Pediatric ER physician’s company aims to increase efficiency, improve patient care and address burnout
Even with the shift from paper to electronic records, Fernando G. Mendoza, M.D., recognized that doctors need to spend more time with patients and less time taking notes.
“Health care is human care,” said Dr.Mendoza, who completed his pediatric residency at the University of Miami/Jackson Health System in 2002 and returned three years later as an attending physician. “There is a lot of technology surrounding advances in health care, but sometimes the human solution is the right solution. Technology cannot replace someone who is asking questions, listening and applying their knowledge to determine the best treatment plan.”
When Dr. Mendoza became medical director of Baptist Children’s Hospital Pediatric Emergency Department in 2012, a position he still holds, he realized that he and his colleagues were spending so many hours documenting charts after finishing their shifts that it was leading to burnout. The entrepreneur in him wanted to find a way to help doctors do more of what they do best: see patients and focus on patient care.

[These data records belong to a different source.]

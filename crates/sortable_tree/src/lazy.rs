use std::collections::HashSet;

use crate::item::{ItemId, TreeItem};
use crate::mutate::{get_item_by_id, set_item_properties, subtree_contains, toggle_collapsed};

/// Supplies children for items that load them on demand.
///
/// `request_children` must not block: the answer comes back later through
/// [`LazyChildren::resolve`].
pub trait ChildrenProvider {
    fn request_children(&mut self, id: &ItemId);
}

impl<F: FnMut(&ItemId)> ChildrenProvider for F {
    fn request_children(&mut self, id: &ItemId) {
        self(id)
    }
}

/// Tracks which items have a children fetch in flight.
#[derive(Debug, Clone, Default)]
pub struct LazyChildren {
    pending: HashSet<ItemId>,
}

impl LazyChildren {
    pub fn new() -> Self {
        Self::default()
    }

    pub fn is_pending(&self, id: &ItemId) -> bool {
        self.pending.contains(id)
    }

    /// Drop pending requests for `item` and its descendants, e.g. after removing it.
    pub fn forget_subtree<T>(&mut self, item: &TreeItem<T>) {
        self.pending.retain(|id| !subtree_contains(item, id));
    }

    /// Collapse or expand `id`.
    ///
    /// Expanding a collapsed item that can fetch children but has none yet asks `provider`
    /// instead and leaves the tree as is until [`resolve`](Self::resolve). Repeated
    /// requests for an item already pending are ignored.
    pub fn toggle_collapse<T>(
        &mut self,
        items: Vec<TreeItem<T>>,
        id: &ItemId,
        provider: &mut impl ChildrenProvider,
    ) -> Vec<TreeItem<T>> {
        let Some(item) = get_item_by_id(&items, id) else {
            return items;
        };

        if item.can_fetch_children && item.collapsed && item.children.is_empty() {
            if self.pending.insert(id.clone()) {
                log::debug!("requesting children of {id}");
                provider.request_children(id);
            }
            return items;
        }

        toggle_collapsed(items, id)
    }

    /// Install fetched `children` under `id` and expand it.
    pub fn resolve<T>(
        &mut self,
        items: Vec<TreeItem<T>>,
        id: &ItemId,
        children: Vec<TreeItem<T>>,
    ) -> Vec<TreeItem<T>> {
        if !self.pending.remove(id) {
            log::debug!("children of {id} arrived without a pending request");
        }
        set_item_properties(items, id, move |item| {
            item.children = children;
            item.collapsed = false;
        })
    }

    /// Forget a pending request, e.g. after the fetch failed. The item stays collapsed.
    pub fn abandon(&mut self, id: &ItemId) -> bool {
        self.pending.remove(id)
    }
}

#[cfg(test)]
mod tests {
    use super::*;

    struct NoFetch;

    impl ChildrenProvider for NoFetch {
        fn request_children(&mut self, id: &ItemId) {
            panic!("unexpected fetch for {id}");
        }
    }

    fn sample() -> Vec<TreeItem> {
        vec![
            TreeItem::new("A", "A"),
            TreeItem::new("L", "Lazy")
                .can_fetch_children(true)
                .collapsed(true),
            TreeItem::new("B", "B").child(TreeItem::new("B1", "B1")),
        ]
    }

    #[test]
    fn expanding_empty_lazy_item_requests_children_once() {
        let mut lazy = LazyChildren::new();
        let mut requested = Vec::new();
        let mut provider = |id: &ItemId| requested.push(id.clone());

        let items = lazy.toggle_collapse(sample(), &"L".into(), &mut provider);
        let items = lazy.toggle_collapse(items, &"L".into(), &mut provider);

        assert_eq!(items, sample());
        assert!(lazy.is_pending(&"L".into()));
        assert_eq!(requested, vec![ItemId::from("L")]);
    }

    #[test]
    fn resolve_installs_children_and_expands() {
        let mut lazy = LazyChildren::new();
        let items = lazy.toggle_collapse(sample(), &"L".into(), &mut |_: &ItemId| {});
        let items = lazy.resolve(items, &"L".into(), vec![TreeItem::new("L1", "L1")]);

        let loaded = get_item_by_id(&items, &"L".into()).unwrap();
        assert!(!loaded.collapsed);
        assert_eq!(loaded.children[0].id, "L1");
        assert!(!lazy.is_pending(&"L".into()));
    }

    #[test]
    fn ordinary_items_just_toggle() {
        let mut lazy = LazyChildren::new();
        let mut provider = NoFetch;
        let items = lazy.toggle_collapse(sample(), &"B".into(), &mut provider);
        assert!(get_item_by_id(&items, &"B".into()).unwrap().collapsed);

        let items = lazy.toggle_collapse(items, &"missing".into(), &mut provider);
        assert_eq!(items.len(), 3);
    }

    #[test]
    fn loaded_lazy_item_toggles_without_fetching() {
        let mut lazy = LazyChildren::new();
        let items = lazy.resolve(sample(), &"L".into(), vec![TreeItem::new("L1", "L1")]);
        let mut provider = NoFetch;
        let items = lazy.toggle_collapse(items, &"L".into(), &mut provider);
        assert!(get_item_by_id(&items, &"L".into()).unwrap().collapsed);
    }

    #[test]
    fn forgetting_a_subtree_clears_requests_inside_it() {
        let mut lazy = LazyChildren::new();
        let tree = vec![
            TreeItem::<()>::new("P", "P").child(
                TreeItem::new("L", "Lazy")
                    .can_fetch_children(true)
                    .collapsed(true),
            ),
            TreeItem::new("M", "More")
                .can_fetch_children(true)
                .collapsed(true),
        ];
        let tree = lazy.toggle_collapse(tree, &"L".into(), &mut |_: &ItemId| {});
        let tree = lazy.toggle_collapse(tree, &"M".into(), &mut |_: &ItemId| {});

        lazy.forget_subtree(&tree[0]);
        assert!(!lazy.is_pending(&"L".into()));
        assert!(lazy.is_pending(&"M".into()));
    }

    #[test]
    fn abandon_clears_pending() {
        let mut lazy = LazyChildren::new();
        let _ = lazy.toggle_collapse(sample(), &"L".into(), &mut |_: &ItemId| {});
        assert!(lazy.abandon(&"L".into()));
        assert!(!lazy.abandon(&"L".into()));
    }
}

“The medical environment at UM/Jackson taps into your creativity,” said Dr.Mendoza, who is board certified in pediatrics and pediatric emergency medicine. “When there is a problem, you develop the confidence to fix it.”

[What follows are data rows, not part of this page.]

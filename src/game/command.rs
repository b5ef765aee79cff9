//! Session Commands
//!
//! Named mutations of a [`GameState`], their one-line text form, and
//! replay of a command sequence onto a state.
//!
//! ```text
//! # comment
//! state Cellar
//! progress
//! bias -2
//! ```

use std::fmt;
use std::num::ParseIntError;
use std::str::FromStr;

use tracing::trace;

use crate::game::label::StageLabel;
use crate::game::state::GameState;

/// A single named mutation.
#[derive(Clone, Debug, PartialEq, Eq)]
pub enum Command {
    /// Replace the current stage label
    UpdateState(StageLabel),
    /// Advance progress by one
    IncreaseProgress,
    /// Add a signed amount to the bias level
    AdjustBias(i64),
}

impl Command {
    /// Apply this command to a state.
    pub fn apply(&self, state: &mut GameState) {
        match self {
            Command::UpdateState(label) => state.update_state(label.clone()),
            Command::IncreaseProgress => state.increase_progress(),
            Command::AdjustBias(amount) => state.adjust_bias(*amount),
        }
    }
}

/// Errors from parsing a command line.
#[derive(Debug, Clone, PartialEq, Eq, thiserror::Error)]
pub enum CommandError {
    /// Nothing but whitespace
    #[error("empty command")]
    Empty,

    /// First word is not a known command
    #[error("unknown command: {0}")]
    UnknownCommand(String),

    /// Command needs an argument that was not given
    #[error("missing {0}")]
    MissingArgument(&'static str),

    /// Command takes no argument but one was given
    #[error("unexpected argument: {0}")]
    UnexpectedArgument(String),

    /// Bias amount is not a signed integer
    #[error("invalid bias amount {value:?}: {source}")]
    InvalidAmount {
        /// The text that failed to parse
        value: String,
        /// Underlying integer parse error
        source: ParseIntError,
    },
}

impl FromStr for Command {
    type Err = CommandError;

    fn from_str(line: &str) -> Result<Self, Self::Err> {
        let line = line.trim_start();
        let (keyword, argument) = match line.split_once(char::is_whitespace) {
            Some((keyword, rest)) => (keyword, Some(rest)),
            None => (line, None),
        };

        match keyword {
            "" => Err(CommandError::Empty),
            // Label is taken verbatim, so it may contain spaces or be empty
            "state" => argument
                .map(|label| Command::UpdateState(StageLabel::from(label)))
                .ok_or(CommandError::MissingArgument("label")),
            "progress" => match argument.map(str::trim) {
                None | Some("") => Ok(Command::IncreaseProgress),
                Some(extra) => Err(CommandError::UnexpectedArgument(extra.to_string())),
            },
            "bias" => {
                let value = argument
                    .map(str::trim)
                    .filter(|v| !v.is_empty())
                    .ok_or(CommandError::MissingArgument("amount"))?;
                value
                    .parse::<i64>()
                    .map(Command::AdjustBias)
                    .map_err(|source| CommandError::InvalidAmount {
                        value: value.to_string(),
                        source,
                    })
            }
            other => Err(CommandError::UnknownCommand(other.to_string())),
        }
    }
}

impl fmt::Display for Command {
    fn fmt(&self, f: &mut fmt::Formatter<'_>) -> fmt::Result {
        match self {
            Command::UpdateState(label) => write!(f, "state {}", label),
            Command::IncreaseProgress => f.write_str("progress"),
            Command::AdjustBias(amount) => write!(f, "bias {}", amount),
        }
    }
}

// =============================================================================
// SCRIPT
// =============================================================================

/// Errors from parsing a multi-line script.
#[derive(Debug, Clone, PartialEq, Eq, thiserror::Error)]
pub enum ScriptError {
    /// A line failed to parse
    #[error("line {line}: {source}")]
    Line {
        /// 1-based line number
        line: usize,
        /// What went wrong on that line
        source: CommandError,
    },
}

/// An ordered list of commands.
#[derive(Clone, Debug, Default, PartialEq, Eq)]
pub struct Script {
    commands: Vec<Command>,
}

impl Script {
    /// Create a script from commands.
    pub fn new(commands: Vec<Command>) -> Self {
        Self { commands }
    }

    /// Parse one command per line. Blank lines and `#` comments are skipped.
    ///
    /// Trailing whitespace on a line is dropped, so `state finished ` in a
    /// script file sets the `finished` label.
    pub fn parse(text: &str) -> Result<Self, ScriptError> {
        let mut commands = Vec::new();
        for (index, line) in text.lines().enumerate() {
            let trimmed = line.trim();
            if trimmed.is_empty() || trimmed.starts_with('#') {
                continue;
            }
            let command = line
                .trim_end()
                .parse::<Command>()
                .map_err(|source| ScriptError::Line { line: index + 1, source })?;
            commands.push(command);
        }
        Ok(Self { commands })
    }

    /// Commands in order.
    pub fn commands(&self) -> &[Command] {
        &self.commands
    }

    /// Number of commands.
    pub fn len(&self) -> usize {
        self.commands.len()
    }

    /// Check if the script has no commands.
    pub fn is_empty(&self) -> bool {
        self.commands.is_empty()
    }

    /// Replay onto a fresh state.
    pub fn run(&self) -> GameState {
        replay(GameState::new(), &self.commands)
    }
}

impl FromIterator<Command> for Script {
    fn from_iter<I: IntoIterator<Item = Command>>(iter: I) -> Self {
        Self::new(iter.into_iter().collect())
    }
}

/// Apply commands in order and return the final state.
pub fn replay(mut state: GameState, commands: &[Command]) -> GameState {
    for command in commands {
        trace!(%command, "replaying");
        command.apply(&mut state);
    }
    state
}

#[cfg(test)]
mod tests {
    use super::*;

    #[test]
    fn test_parse_commands() {
        assert_eq!("progress".parse::<Command>(), Ok(Command::IncreaseProgress));
        assert_eq!("  progress  ".parse::<Command>(), Ok(Command::IncreaseProgress));
        assert_eq!("bias 5".parse::<Command>(), Ok(Command::AdjustBias(5)));
        assert_eq!("bias -2".parse::<Command>(), Ok(Command::AdjustBias(-2)));
        assert_eq!("bias +7".parse::<Command>(), Ok(Command::AdjustBias(7)));
        assert_eq!(
            "state finished".parse::<Command>(),
            Ok(Command::UpdateState(StageLabel::finished()))
        );
    }

    #[test]
    fn test_state_label_is_verbatim() {
        assert_eq!(
            "state The Old Lighthouse".parse::<Command>(),
            Ok(Command::UpdateState(StageLabel::from("The Old Lighthouse")))
        );
        assert_eq!(
            "state Finished".parse::<Command>(),
            Ok(Command::UpdateState(StageLabel::from("Finished")))
        );
        assert_eq!("state ".parse::<Command>(), Ok(Command::UpdateState(StageLabel::from(""))));
    }

    #[test]
    fn test_parse_errors() {
        assert_eq!("".parse::<Command>(), Err(CommandError::Empty));
        assert_eq!("   ".parse::<Command>(), Err(CommandError::Empty));
        assert_eq!(
            "jump".parse::<Command>(),
            Err(CommandError::UnknownCommand("jump".to_string()))
        );
        assert_eq!(
            "Progress".parse::<Command>(),
            Err(CommandError::UnknownCommand("Progress".to_string()))
        );
        assert_eq!("state".parse::<Command>(), Err(CommandError::MissingArgument("label")));
        assert_eq!("bias".parse::<Command>(), Err(CommandError::MissingArgument("amount")));
        assert_eq!("bias   ".parse::<Command>(), Err(CommandError::MissingArgument("amount")));
        assert_eq!(
            "progress 2".parse::<Command>(),
            Err(CommandError::UnexpectedArgument("2".to_string()))
        );

        match "bias lots".parse::<Command>() {
            Err(CommandError::InvalidAmount { value, .. }) => assert_eq!(value, "lots"),
            other => panic!("expected InvalidAmount, got {:?}", other),
        }
    }

    #[test]
    fn test_display_parses_back() {
        let commands = [
            Command::UpdateState(StageLabel::from("Chapter 2")),
            Command::IncreaseProgress,
            Command::AdjustBias(-40),
        ];
        for command in commands {
            assert_eq!(command.to_string().parse::<Command>(), Ok(command));
        }
    }

    #[test]
    fn test_apply() {
        let mut state = GameState::new();
        Command::IncreaseProgress.apply(&mut state);
        Command::AdjustBias(-3).apply(&mut state);
        Command::UpdateState(StageLabel::from("Cellar")).apply(&mut state);

        assert_eq!(state.player_progress(), 1);
        assert_eq!(state.bias_level(), -3);
        assert_eq!(*state.current_state(), "Cellar");
    }

    #[test]
    fn test_script_parse_and_run() {
        let script = Script::parse(
            "# warm-up\n\
             progress\n\
             progress\n\
             \n\
             progress\n\
             bias 5\n\
             bias -2\n\
             state finished\n",
        )
        .unwrap();

        assert_eq!(script.len(), 6);

        let state = script.run();
        assert_eq!(state.player_progress(), 3);
        assert_eq!(state.bias_level(), 3);
        assert!(state.is_game_finished());
    }

    #[test]
    fn test_script_reports_line() {
        let err = Script::parse("progress\n# ok\nbias x\n").unwrap_err();
        match err {
            ScriptError::Line { line, source } => {
                assert_eq!(line, 3);
                assert!(matches!(source, CommandError::InvalidAmount { .. }));
            }
        }
    }

    #[test]
    fn test_script_ignores_trailing_whitespace() {
        let script = Script::parse("progress \t\nbias 4  \nstate finished \r\n").unwrap();
        assert_eq!(
            script.commands(),
            &[
                Command::IncreaseProgress,
                Command::AdjustBias(4),
                Command::UpdateState(StageLabel::finished()),
            ]
        );
        assert!(script.run().is_game_finished());

        // Inner spaces of a label are kept
        let script = Script::parse("state The Old Lighthouse  \n").unwrap();
        assert_eq!(
            script.commands(),
            &[Command::UpdateState(StageLabel::from("The Old Lighthouse"))]
        );
    }

    #[test]
    fn test_empty_script() {
        let script = Script::parse("\n# nothing here\n").unwrap();
        assert!(script.is_empty());
        assert_eq!(script.run(), GameState::new());
    }

    #[test]
    fn test_replay_continues_from_state() {
        let mut start = GameState::new();
        start.adjust_bias(10);

        let commands: Script = vec![Command::AdjustBias(-4), Command::IncreaseProgress]
            .into_iter()
            .collect();
        let state = replay(start, commands.commands());

        assert_eq!(state.bias_level(), 6);
        assert_eq!(state.player_progress(), 1);
    }

    #[test]
    fn test_replay_is_deterministic() {
        let script = Script::parse("state Cellar\nprogress\nbias 9\n").unwrap();
        assert_eq!(script.run().compute_hash(), script.run().compute_hash());
    }
}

The answer was Scrivas, a medical scribe company that he founded in 2014. Scribes are trained professionals who work at the physician’s side and document the physician-patient interaction, enabling doctors to move from patient to patient efficiently and quickly. The company has grown from serving a single emergency department to
servicing multiple medical offices and healthcare networks in South Florida.
“When I got my first scribe, I looked forward to my emergency room shifts again,” said Dr. Mendoza. “I could finally talk directly to a patient or family member without being distracted with charting.” As the healthcare landscape evolves, so does the role of a scribe. With the advancement of artificial intelligence, Dr. Mendoza believes that scribes will become like patient
managers that help guide physicians through a myriad of information so they can come up with the best plan of care for patients.
“Many physicians are exiting their professions early, and we are beginning to face physician shortages,” said Dr. Mendoza. “Our goal is to keep physicians happier for a little longer.”